Londra Tasarım Bienali’nin bu yılki temasının “Küresel Oyun” olduğuna değinen Bulut, bu temanın kendisini de etkileyen en önemli metaforunun, önceki yıllarda Süveyş Kanalı’nda karaya oturan ve günlerce dünya ticaretinin durmasına neden olan gemi olduğunu anlattı. Bulut, bu bağlamda, dünya genelinde meydana gelen salgınlar, savaşlar ve insanlığı etkileyen ani krizlerin sistemleri durdurduğuna işaret ederek, bugünkü bienalin de bu konuya dikkati çektiğini kaydetti.
Türkiye Pavyonu’nda yer alan “Açık Yapıt” projesinde, özellikle tasarımcıyı bir nebze geri planda tuttuklarını ve sanat nesnesi üretme amacı taşımadıklarını söyleyen Bulut, bunun nedenini ise şu şekilde açıkladı: “İnsanlığın kendini eşikte bulduğu, tarih boyunca bazı temel formları alıp bunları değiştirmekle ve performatif mekan yapmakla ilgilendik. Eser kendi içerisinde multidisipliner bir iş. Hem mimari bir pavillion, beraberinde akustik yüzeylere sahip ve aynı zamanda kendi içerisinde bir heykel olarak da tanımlayabiliriz. Biz bunu performatif mekan olarak tanımladık çünkü mekanın kendisi baktığınız zaman katı, anıtsal bir yapı ama içine girdiğinizde titrek, aynı zamanda hareketli ve sesli olduğunu görüyorsunuz. Burada bir anlam değişikliği var ve mekanın kendisi ziyaretçinin de eşlik etmesiyle bir performansa dönüşüyor.”

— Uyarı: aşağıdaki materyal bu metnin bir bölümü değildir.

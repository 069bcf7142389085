//! Collision passes and hit responses
//!
//! Every shape is treated as a circle: enemies and bullets use half their
//! larger box side. Passes run over index ranges and only flag removals;
//! the sweep at the end of the tick does the actual removal.

use glam::DVec2;

use super::damage::HitMeta;
use super::entities::{EffectKind, OrbitalKind};
use super::fx::colors;
use super::numeric::{clamp_finite, safe_non_neg, safe_number};
use super::state::SimulationState;
use crate::heading;

/// Base contact damage before director and type multipliers
const CONTACT_DAMAGE: f64 = 9.0;

/// Whether two circles touch (inclusive)
#[inline]
pub fn circles_overlap(a: DVec2, ra: f64, b: DVec2, rb: f64) -> bool {
    let rr = ra + rb;
    a.distance_squared(b) <= rr * rr
}

impl SimulationState {
    // === Passes ===

    /// Bullets against enemies. Expired bullets are retired here, and a
    /// bullet never damages the same enemy twice.
    pub(crate) fn collide_bullets(&mut self, now: f64) {
        // Split and overload append bullets; they are tested this frame too
        let mut bi = 0;
        while bi < self.bullets.len() {
            if self.bullets[bi].dead {
                bi += 1;
                continue;
            }
            if now >= self.bullets[bi].die {
                let pos = self.bullets[bi].pos;
                if self.player.stats.black_hole_on_death {
                    self.create_black_hole(pos, now, true);
                }
                self.bullets[bi].dead = true;
                bi += 1;
                continue;
            }

            for ei in 0..self.enemies.len() {
                let (e, b) = (&self.enemies[ei], &self.bullets[bi]);
                if e.dead || b.has_hit(e.id) {
                    continue;
                }
                if circles_overlap(e.pos, e.half_extent(), b.pos, b.half_extent()) {
                    let id = e.id;
                    self.bullets[bi].hit_ids.push(id);
                    self.handle_bullet_hit(bi, ei, now);
                    if self.bullets[bi].dead {
                        break;
                    }
                }
            }
            bi += 1;
        }
    }

    /// Each mine detonates on the first enemy it touches
    pub(crate) fn collide_mines(&mut self, now: f64) {
        for mi in 0..self.mines.len() {
            let (pos, r) = (self.mines[mi].pos, self.mines[mi].radius);
            if self.mines[mi].dead {
                continue;
            }
            let triggered = self
                .enemies
                .iter()
                .any(|e| !e.dead && circles_overlap(e.pos, e.half_extent(), pos, r));
            if triggered {
                self.handle_mine_hit(mi, now);
            }
        }
    }

    pub(crate) fn collide_player(&mut self, now: f64) {
        for ei in 0..self.enemies.len() {
            let e = &self.enemies[ei];
            if !e.dead && circles_overlap(e.pos, e.half_extent(), self.player.pos, self.player.radius) {
                self.handle_player_hit(ei, now);
            }
        }
    }

    // === Responses ===

    /// Full bullet hit: damage, feedback, status, splash, arcs, splits,
    /// lifesteal, marks, pierce and overload
    pub fn handle_bullet_hit(&mut self, bi: usize, ei: usize, now: f64) {
        let b = &self.bullets[bi];
        let (bullet_pos, bullet_vel, charge, from_drone) = (b.pos, b.vel, b.charge_bonus, b.from_drone);
        let base = if from_drone {
            self.player.stats.drone_damage
        } else {
            self.player.stats.bullet_damage
        };

        let target_ratio = self.enemies[ei].hp_ratio();
        let mut damage = self.calculate_damage(base, target_ratio, now);
        damage *= if charge > 0.0 { charge } else { 1.0 };
        if self.enemies[ei].status.is_vulnerable(now) {
            damage *= 1.0 + self.player.stats.vulnerability_bonus;
        }

        let mut crit_rate = self.player.stats.crit_rate;
        if self.player.stats.revenge_enabled && self.player.revenge_next_crit {
            crit_rate = 1.0;
            self.player.revenge_next_crit = false;
        }
        let crit = self.chance(crit_rate);
        if crit {
            damage *= self.player.stats.crit_damage_multi;
        }
        let lucky = self.chance(self.player.stats.lucky_crit_chance);
        if lucky {
            damage *= self.player.stats.lucky_crit_multi;
        }
        let damage = safe_non_neg(damage, 0.0);
        let meta = HitMeta {
            crit,
            lucky,
            immediate: true,
        };

        self.apply_damage_to_enemy(ei, damage, now, meta);

        let enemy_pos = self.enemies[ei].pos;
        let big = crit || lucky;
        if big {
            self.hit_stop(0.05, 0.22, now);
            self.shake_camera(0.10, 7.0, now);
        } else {
            self.hit_stop(0.03, 0.34, now);
            self.shake_camera(0.06, 3.0, now);
        }
        let sparks = if big { 12 } else { 7 };
        self.emit_sparks(enemy_pos, sparks, colors::GOLD, now, Some(heading(bullet_vel)));

        self.apply_status_effects(ei, now);

        let s = &self.player.stats;
        if s.knockback_force > 0.0 {
            let push = (enemy_pos - bullet_pos).try_normalize().unwrap_or(DVec2::X);
            self.enemies[ei].pos += push * s.knockback_force * 0.1;
        }

        let s = &self.player.stats;
        let area = s.area_damage_radius;
        if area > 0.0 {
            let knock = s.explosion_knockback;
            let center = self.enemies[ei].pos;
            self.push_effect(EffectKind::Explosion { radius: area }, center, now, 0.20);
            for i in 0..self.enemies.len() {
                let offset = self.enemies[i].pos - center;
                if i == ei || offset.length_squared() >= area * area {
                    continue;
                }
                self.apply_damage_to_enemy(i, damage * 0.5, now, meta);
                if knock {
                    let push = offset.try_normalize().unwrap_or(DVec2::X);
                    self.enemies[i].pos += push * 50.0;
                }
            }
        } else {
            self.push_effect(EffectKind::Hit, bullet_pos, now, 0.10);
        }

        let s = &self.player.stats;
        if s.chain_lightning {
            let (decay, hops) = (s.chain_damage_decay, s.chain_count);
            self.trigger_chain_lightning(ei, damage * decay, hops, now);
        }

        let s = &self.player.stats;
        if s.split_on_hit {
            let n = s.split_count;
            let current = heading(bullet_vel);
            let half = (n / 2) as f64;
            let (origin, source) = (self.enemies[ei].pos, self.enemies[ei].id);
            for i in 0..n {
                self.create_split_bullet(origin, current + (i as f64 - half) * 0.5, source, now);
            }
        }

        let (steal_chance, steal) = (self.player.stats.lifesteal_chance, self.player.stats.lifesteal_percent);
        if self.chance(steal_chance) {
            self.heal(damage * steal);
        }

        if self.player.stats.vulnerability_mark {
            self.enemies[ei].status.vulnerable_until = now + 3.0;
        }

        let b = &mut self.bullets[bi];
        if b.pierce_left > 0 {
            b.pierce_left -= 1;
        } else {
            b.dead = true;
        }

        if self.chance(self.player.stats.overload_chance) {
            self.shoot(now);
        }
    }

    /// Shield or blade touching an enemy for the first frame
    pub fn handle_orbital_hit(&mut self, oi: usize, ei: usize, now: f64) {
        let (kind, rot) = (self.orbitals[oi].kind, self.orbitals[oi].rot);
        let damage = match kind {
            OrbitalKind::Shield => self.player.stats.orbital_shield_damage,
            OrbitalKind::Blade => self.player.stats.blade_orbit_damage,
        };
        self.apply_damage_to_enemy(ei, damage, now, HitMeta::DIRECT);

        if kind != OrbitalKind::Blade {
            return;
        }

        let e = &mut self.enemies[ei];
        e.hit_flash_until = e.hit_flash_until.max(now + 0.08);
        let pos = e.pos;
        self.push_effect(EffectKind::Slash { angle: rot }, pos, now, 0.12);
        self.emit_sparks(pos, 10, colors::WHITE, now, Some(rot));
        self.hit_stop(0.02, 0.35, now);
        self.shake_camera(0.07, 4.0, now);

        self.apply_blade_status_effects(ei, now);
        let (chance, percent) = (
            self.player.stats.blade_orbit_lifesteal_chance,
            self.player.stats.blade_orbit_lifesteal_percent,
        );
        if chance > 0.0 && self.chance(chance) {
            self.heal(damage * percent);
        }
    }

    /// Detonate mine `mi`, damaging everything in its blast
    pub fn handle_mine_hit(&mut self, mi: usize, now: f64) {
        let mine = &mut self.mines[mi];
        mine.dead = true;
        let (pos, damage, radius) = (mine.pos, mine.damage, mine.blast_radius);

        self.push_effect(EffectKind::Explosion { radius }, pos, now, 0.20);
        self.flash(colors::ORANGE, 0.12, 0.12, now);
        self.shake_camera(0.14, 11.0, now);
        self.hit_stop(0.06, 0.20, now);
        self.emit_burst(pos, 26, colors::ORANGE, now, 780.0);

        for i in 0..self.enemies.len() {
            let e = &self.enemies[i];
            if !e.dead && e.pos.distance_squared(pos) < radius * radius {
                self.apply_damage_to_enemy(i, damage, now, HitMeta::DIRECT);
            }
        }
    }

    /// Contact with enemy `ei`. Nothing at all happens inside the
    /// invulnerability window.
    pub fn handle_player_hit(&mut self, ei: usize, now: f64) {
        if self.player.is_invulnerable(now) {
            return;
        }
        if self.try_avoid_hit(now, Some(ei)) {
            return;
        }

        let dmg_mul = safe_number(self.director.dmg_mul, 1.0);
        let type_mul = clamp_finite(safe_number(self.enemies[ei].damage_mul, 1.0), 0.2, 5.0);
        let damage = self.mitigate(CONTACT_DAMAGE * dmg_mul * type_mul);

        let (thorns, slow) = (self.player.stats.thorns_damage_percent, self.player.stats.thorns_slow);
        if thorns > 0.0 {
            self.apply_damage_to_enemy(ei, damage * thorns, now, HitMeta::DOT);
            if slow {
                self.enemies[ei].status.slowed = true;
            }
        }

        self.take_damage(damage, now);

        let s = &self.player.stats;
        if s.rage_on_hit {
            self.player.rage_end = now + 3.0;
        }
        if s.revenge_enabled {
            self.player.revenge_next_crit = true;
        }
        self.player.last_hit = now;
        self.player.last_damage_time = Some(now);

        let pos = self.player.pos;
        self.hit_stop(0.06, 0.22, now);
        self.shake_camera(0.28, 16.0, now);
        self.emit_burst(pos, 18, colors::RED, now, 520.0);
    }

    /// Enemy projectile reaching the player. Blocks never counter here.
    pub fn handle_enemy_bullet_hit(&mut self, damage: f64, now: f64) {
        if self.player.is_invulnerable(now) {
            return;
        }
        if self.try_avoid_hit(now, None) {
            return;
        }

        let damage = self.mitigate(damage);
        self.take_damage(damage, now);
        self.player.last_hit = now;
        self.player.last_damage_time = Some(now);

        let pos = self.player.pos;
        self.shake_camera(0.15, 8.0, now);
        self.emit_burst(pos, 10, colors::RED, now, 400.0);
    }

    /// Dodge and block rolls. `attacker` receives the perfect-block counter.
    fn try_avoid_hit(&mut self, now: f64, attacker: Option<usize>) -> bool {
        if self.chance(self.player.stats.dodge_chance) {
            self.show_label("DODGE", colors::CYAN, now);
            if self.player.stats.dodge_invincibility {
                self.player.last_hit = now;
            }
            return true;
        }

        if self.chance(self.player.stats.block_chance) {
            self.show_label("BLOCK", colors::WHITE, now);
            if let Some(ei) = attacker {
                if self.player.stats.perfect_block_counter {
                    let counter = self.player.stats.bullet_damage * 2.0;
                    self.apply_damage_to_enemy(ei, counter, now, HitMeta::DOT);
                }
            }
            return true;
        }
        false
    }

    /// Damage reduction, then the per-hit cap
    fn mitigate(&self, raw: f64) -> f64 {
        let s = &self.player.stats;
        let reduced = raw * (1.0 - s.damage_reduction);
        safe_non_neg(reduced.min(s.max_health * s.damage_cap), 0.0)
    }
}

“İnsanı merkeze alan bir çalışma yaptık”
Melek Zeynep Bulut, ‘Açık Yapıt’ projesinin, insanı merkeze alan bir çalışma olduğunu ve bunu öncelediklerini belirtti. Bulut son olarak şunları söyledi: “Tanımların değişmesi ve dünyanın dönüşmesi için bu şart ve bunun için de bizim zaten kültür, medeniyet öncüsü bir toplum olduğumuzu, tarih boyunca bilimle destekleyerek zaten yaptığımızı ve böyle güçlü bir dengeyle yön verdiğimizi her aşamada unutmadan ilerledik. Eserin zihinsel performansı ve üretimimiz bizi çok mutlu etti ancak bu hassasiyetin de alt metinde hep olduğunu vurgulamak isterim.”